*WHAT TO DO*. Your answer should be every line of the records that contains the word "Maximum", copied as it stands.

[Records excerpted from a collection]
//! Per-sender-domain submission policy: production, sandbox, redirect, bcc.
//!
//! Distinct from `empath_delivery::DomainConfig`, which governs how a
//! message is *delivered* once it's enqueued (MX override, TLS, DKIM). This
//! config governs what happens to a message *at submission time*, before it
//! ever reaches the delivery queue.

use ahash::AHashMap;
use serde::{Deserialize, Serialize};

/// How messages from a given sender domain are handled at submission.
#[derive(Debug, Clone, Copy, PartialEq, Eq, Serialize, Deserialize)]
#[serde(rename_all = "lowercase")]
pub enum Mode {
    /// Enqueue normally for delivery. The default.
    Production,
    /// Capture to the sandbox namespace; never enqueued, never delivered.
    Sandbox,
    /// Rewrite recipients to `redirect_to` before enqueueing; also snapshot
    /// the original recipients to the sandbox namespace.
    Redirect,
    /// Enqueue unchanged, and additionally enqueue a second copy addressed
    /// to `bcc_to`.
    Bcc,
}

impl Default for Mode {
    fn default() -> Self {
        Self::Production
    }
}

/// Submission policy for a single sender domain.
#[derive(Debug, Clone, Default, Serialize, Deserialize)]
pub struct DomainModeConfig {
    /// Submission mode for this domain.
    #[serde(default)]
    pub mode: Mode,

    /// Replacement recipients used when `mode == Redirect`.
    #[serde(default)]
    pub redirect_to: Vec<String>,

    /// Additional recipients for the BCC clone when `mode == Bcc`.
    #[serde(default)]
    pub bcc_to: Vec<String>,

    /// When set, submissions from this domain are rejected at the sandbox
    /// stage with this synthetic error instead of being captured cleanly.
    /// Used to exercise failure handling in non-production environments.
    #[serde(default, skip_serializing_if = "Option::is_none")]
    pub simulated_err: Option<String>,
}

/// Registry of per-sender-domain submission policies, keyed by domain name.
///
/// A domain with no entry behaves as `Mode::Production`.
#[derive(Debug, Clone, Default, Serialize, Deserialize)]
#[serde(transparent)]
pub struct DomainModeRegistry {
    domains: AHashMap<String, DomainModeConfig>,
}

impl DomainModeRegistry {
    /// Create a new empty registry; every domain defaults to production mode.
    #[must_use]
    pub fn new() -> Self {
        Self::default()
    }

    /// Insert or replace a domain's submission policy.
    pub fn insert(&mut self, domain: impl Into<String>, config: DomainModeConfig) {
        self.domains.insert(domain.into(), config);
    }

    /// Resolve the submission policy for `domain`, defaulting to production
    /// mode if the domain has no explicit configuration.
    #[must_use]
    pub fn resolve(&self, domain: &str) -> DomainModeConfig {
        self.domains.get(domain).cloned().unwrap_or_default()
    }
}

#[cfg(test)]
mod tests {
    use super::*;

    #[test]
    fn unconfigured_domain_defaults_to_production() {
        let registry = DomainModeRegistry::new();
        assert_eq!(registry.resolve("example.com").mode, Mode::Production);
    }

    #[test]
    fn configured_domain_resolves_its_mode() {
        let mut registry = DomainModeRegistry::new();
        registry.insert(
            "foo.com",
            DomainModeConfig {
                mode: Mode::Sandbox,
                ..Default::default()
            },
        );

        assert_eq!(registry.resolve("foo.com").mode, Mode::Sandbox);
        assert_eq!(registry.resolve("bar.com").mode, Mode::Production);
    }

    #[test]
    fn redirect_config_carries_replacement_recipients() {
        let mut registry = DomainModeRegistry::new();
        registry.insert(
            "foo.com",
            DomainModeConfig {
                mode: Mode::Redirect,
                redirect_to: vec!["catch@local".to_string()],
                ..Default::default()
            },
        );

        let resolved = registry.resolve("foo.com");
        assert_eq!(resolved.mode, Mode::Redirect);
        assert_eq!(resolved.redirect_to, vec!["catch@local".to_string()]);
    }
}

* * *

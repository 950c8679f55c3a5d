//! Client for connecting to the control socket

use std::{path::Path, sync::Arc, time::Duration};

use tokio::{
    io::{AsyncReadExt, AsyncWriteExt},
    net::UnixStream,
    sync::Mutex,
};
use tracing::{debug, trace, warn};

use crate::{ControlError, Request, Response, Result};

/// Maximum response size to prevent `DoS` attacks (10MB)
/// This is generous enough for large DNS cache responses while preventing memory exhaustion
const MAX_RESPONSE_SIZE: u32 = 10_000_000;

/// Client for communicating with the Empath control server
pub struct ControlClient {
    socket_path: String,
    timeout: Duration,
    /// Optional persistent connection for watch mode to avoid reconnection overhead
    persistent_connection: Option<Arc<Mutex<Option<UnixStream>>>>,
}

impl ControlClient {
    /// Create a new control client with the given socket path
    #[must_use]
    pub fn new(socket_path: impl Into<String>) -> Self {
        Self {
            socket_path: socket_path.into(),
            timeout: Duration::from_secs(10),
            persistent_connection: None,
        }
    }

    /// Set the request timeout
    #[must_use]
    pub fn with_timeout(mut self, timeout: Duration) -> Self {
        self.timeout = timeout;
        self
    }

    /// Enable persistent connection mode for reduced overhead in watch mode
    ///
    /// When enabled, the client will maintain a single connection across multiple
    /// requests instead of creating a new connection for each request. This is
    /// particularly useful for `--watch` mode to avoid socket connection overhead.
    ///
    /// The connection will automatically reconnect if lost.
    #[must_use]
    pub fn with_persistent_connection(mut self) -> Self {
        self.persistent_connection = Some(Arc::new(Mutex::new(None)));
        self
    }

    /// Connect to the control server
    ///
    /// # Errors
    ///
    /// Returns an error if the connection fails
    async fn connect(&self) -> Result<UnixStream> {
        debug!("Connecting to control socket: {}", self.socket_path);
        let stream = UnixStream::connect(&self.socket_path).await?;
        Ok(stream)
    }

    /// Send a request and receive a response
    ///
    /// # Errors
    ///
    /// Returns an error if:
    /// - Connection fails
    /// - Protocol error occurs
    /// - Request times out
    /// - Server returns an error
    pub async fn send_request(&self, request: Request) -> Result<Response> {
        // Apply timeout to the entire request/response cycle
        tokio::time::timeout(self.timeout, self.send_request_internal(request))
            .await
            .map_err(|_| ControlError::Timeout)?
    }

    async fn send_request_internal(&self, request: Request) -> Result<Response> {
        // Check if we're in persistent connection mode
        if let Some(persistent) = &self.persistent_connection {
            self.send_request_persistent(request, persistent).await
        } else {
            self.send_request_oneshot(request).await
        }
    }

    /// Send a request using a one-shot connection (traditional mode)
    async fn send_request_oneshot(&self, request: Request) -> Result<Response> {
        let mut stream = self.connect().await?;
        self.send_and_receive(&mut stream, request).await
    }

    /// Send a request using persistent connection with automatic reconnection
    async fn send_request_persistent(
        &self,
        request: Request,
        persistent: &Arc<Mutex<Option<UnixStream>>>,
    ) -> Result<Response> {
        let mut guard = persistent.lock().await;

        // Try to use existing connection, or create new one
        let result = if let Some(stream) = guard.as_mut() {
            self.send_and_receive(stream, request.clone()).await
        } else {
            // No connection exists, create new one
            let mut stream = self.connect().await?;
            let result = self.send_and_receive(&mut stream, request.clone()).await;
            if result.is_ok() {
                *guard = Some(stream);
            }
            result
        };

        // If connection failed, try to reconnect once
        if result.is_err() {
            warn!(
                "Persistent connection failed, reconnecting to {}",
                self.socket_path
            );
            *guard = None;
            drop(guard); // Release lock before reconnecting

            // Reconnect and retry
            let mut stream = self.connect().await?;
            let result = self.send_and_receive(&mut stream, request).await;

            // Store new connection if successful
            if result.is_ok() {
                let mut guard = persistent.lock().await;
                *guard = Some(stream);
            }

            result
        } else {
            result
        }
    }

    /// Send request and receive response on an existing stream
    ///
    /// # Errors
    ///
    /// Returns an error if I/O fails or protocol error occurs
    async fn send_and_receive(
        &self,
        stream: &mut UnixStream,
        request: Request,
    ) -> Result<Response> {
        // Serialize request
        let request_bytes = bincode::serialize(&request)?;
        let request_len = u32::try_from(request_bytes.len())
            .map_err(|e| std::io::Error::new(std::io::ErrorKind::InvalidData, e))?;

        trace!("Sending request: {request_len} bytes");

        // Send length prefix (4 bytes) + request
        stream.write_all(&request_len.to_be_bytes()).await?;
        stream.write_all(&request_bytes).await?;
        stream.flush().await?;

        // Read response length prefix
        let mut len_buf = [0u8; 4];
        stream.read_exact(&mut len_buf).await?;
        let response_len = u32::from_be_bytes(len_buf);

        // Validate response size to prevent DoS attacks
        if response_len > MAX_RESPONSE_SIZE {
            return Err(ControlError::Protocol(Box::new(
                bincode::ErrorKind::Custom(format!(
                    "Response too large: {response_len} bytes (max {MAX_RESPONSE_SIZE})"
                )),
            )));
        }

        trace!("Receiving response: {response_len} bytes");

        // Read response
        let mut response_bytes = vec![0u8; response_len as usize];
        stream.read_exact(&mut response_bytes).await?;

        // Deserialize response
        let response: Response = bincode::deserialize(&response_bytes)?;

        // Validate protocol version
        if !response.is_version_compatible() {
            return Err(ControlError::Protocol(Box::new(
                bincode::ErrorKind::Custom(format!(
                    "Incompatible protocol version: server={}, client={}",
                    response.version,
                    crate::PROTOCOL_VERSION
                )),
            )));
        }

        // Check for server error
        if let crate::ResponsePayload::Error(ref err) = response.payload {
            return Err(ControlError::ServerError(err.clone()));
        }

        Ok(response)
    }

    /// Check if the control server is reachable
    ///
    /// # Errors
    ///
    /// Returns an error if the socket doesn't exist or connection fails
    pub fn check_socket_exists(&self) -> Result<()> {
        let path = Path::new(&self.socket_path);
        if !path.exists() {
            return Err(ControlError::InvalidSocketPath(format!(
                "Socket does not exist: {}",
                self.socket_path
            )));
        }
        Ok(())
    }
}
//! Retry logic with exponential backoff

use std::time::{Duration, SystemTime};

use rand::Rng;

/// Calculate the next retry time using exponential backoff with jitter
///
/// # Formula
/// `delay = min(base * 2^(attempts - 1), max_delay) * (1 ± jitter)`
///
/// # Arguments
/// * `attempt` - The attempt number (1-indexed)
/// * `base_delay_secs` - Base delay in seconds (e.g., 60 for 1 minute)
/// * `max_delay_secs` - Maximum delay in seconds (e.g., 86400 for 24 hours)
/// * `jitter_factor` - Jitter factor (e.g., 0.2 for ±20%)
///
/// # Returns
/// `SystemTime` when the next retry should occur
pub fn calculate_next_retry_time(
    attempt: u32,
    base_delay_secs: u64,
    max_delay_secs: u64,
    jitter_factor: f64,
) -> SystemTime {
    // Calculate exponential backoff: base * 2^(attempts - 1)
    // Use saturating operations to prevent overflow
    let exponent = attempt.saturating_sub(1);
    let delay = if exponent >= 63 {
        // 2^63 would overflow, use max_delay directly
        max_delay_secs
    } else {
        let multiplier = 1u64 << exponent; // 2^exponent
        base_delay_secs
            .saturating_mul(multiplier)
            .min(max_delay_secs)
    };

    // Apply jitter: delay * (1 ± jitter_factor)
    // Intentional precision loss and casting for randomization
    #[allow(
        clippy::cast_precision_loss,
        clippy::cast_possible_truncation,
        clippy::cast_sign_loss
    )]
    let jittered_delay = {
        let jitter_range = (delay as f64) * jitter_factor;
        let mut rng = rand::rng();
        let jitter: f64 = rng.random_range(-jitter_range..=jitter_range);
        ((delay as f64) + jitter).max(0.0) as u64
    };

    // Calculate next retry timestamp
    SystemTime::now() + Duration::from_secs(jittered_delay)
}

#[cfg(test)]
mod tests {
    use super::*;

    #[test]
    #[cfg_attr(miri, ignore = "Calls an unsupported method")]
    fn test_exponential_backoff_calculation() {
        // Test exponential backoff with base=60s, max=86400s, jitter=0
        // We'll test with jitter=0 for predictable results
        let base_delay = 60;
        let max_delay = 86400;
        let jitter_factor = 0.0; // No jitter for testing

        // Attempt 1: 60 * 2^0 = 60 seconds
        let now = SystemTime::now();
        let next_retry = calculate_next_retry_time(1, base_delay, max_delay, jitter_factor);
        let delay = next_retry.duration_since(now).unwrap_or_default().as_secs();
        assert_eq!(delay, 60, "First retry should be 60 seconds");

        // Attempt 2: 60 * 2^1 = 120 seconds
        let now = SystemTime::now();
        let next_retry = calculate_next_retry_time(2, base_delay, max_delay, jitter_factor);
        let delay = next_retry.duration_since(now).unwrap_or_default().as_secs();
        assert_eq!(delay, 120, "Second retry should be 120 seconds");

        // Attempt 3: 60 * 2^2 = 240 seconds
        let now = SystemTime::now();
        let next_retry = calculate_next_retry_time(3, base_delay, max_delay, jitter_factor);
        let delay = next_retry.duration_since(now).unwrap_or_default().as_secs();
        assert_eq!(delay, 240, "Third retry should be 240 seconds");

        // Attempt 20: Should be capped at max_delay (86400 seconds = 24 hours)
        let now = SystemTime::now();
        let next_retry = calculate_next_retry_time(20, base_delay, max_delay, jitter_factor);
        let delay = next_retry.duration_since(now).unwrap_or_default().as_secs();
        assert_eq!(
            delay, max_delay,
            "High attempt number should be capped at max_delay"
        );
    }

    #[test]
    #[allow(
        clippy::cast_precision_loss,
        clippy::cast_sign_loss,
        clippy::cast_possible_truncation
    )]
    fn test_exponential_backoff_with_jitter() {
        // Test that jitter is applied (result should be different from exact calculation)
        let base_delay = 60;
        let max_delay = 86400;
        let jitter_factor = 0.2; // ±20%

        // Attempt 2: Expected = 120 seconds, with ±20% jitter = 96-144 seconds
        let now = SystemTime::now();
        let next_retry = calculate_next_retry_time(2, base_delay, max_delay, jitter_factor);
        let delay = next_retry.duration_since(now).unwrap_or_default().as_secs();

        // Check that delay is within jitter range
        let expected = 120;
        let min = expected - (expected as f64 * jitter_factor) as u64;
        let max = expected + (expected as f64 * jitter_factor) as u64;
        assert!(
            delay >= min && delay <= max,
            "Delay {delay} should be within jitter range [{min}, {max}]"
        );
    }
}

*THE ANSWER*.
/// Maximum response size to prevent `DoS` attacks (10MB)
/// * `max_delay_secs` - Maximum delay in seconds (e.g., 86400 for 24 hours)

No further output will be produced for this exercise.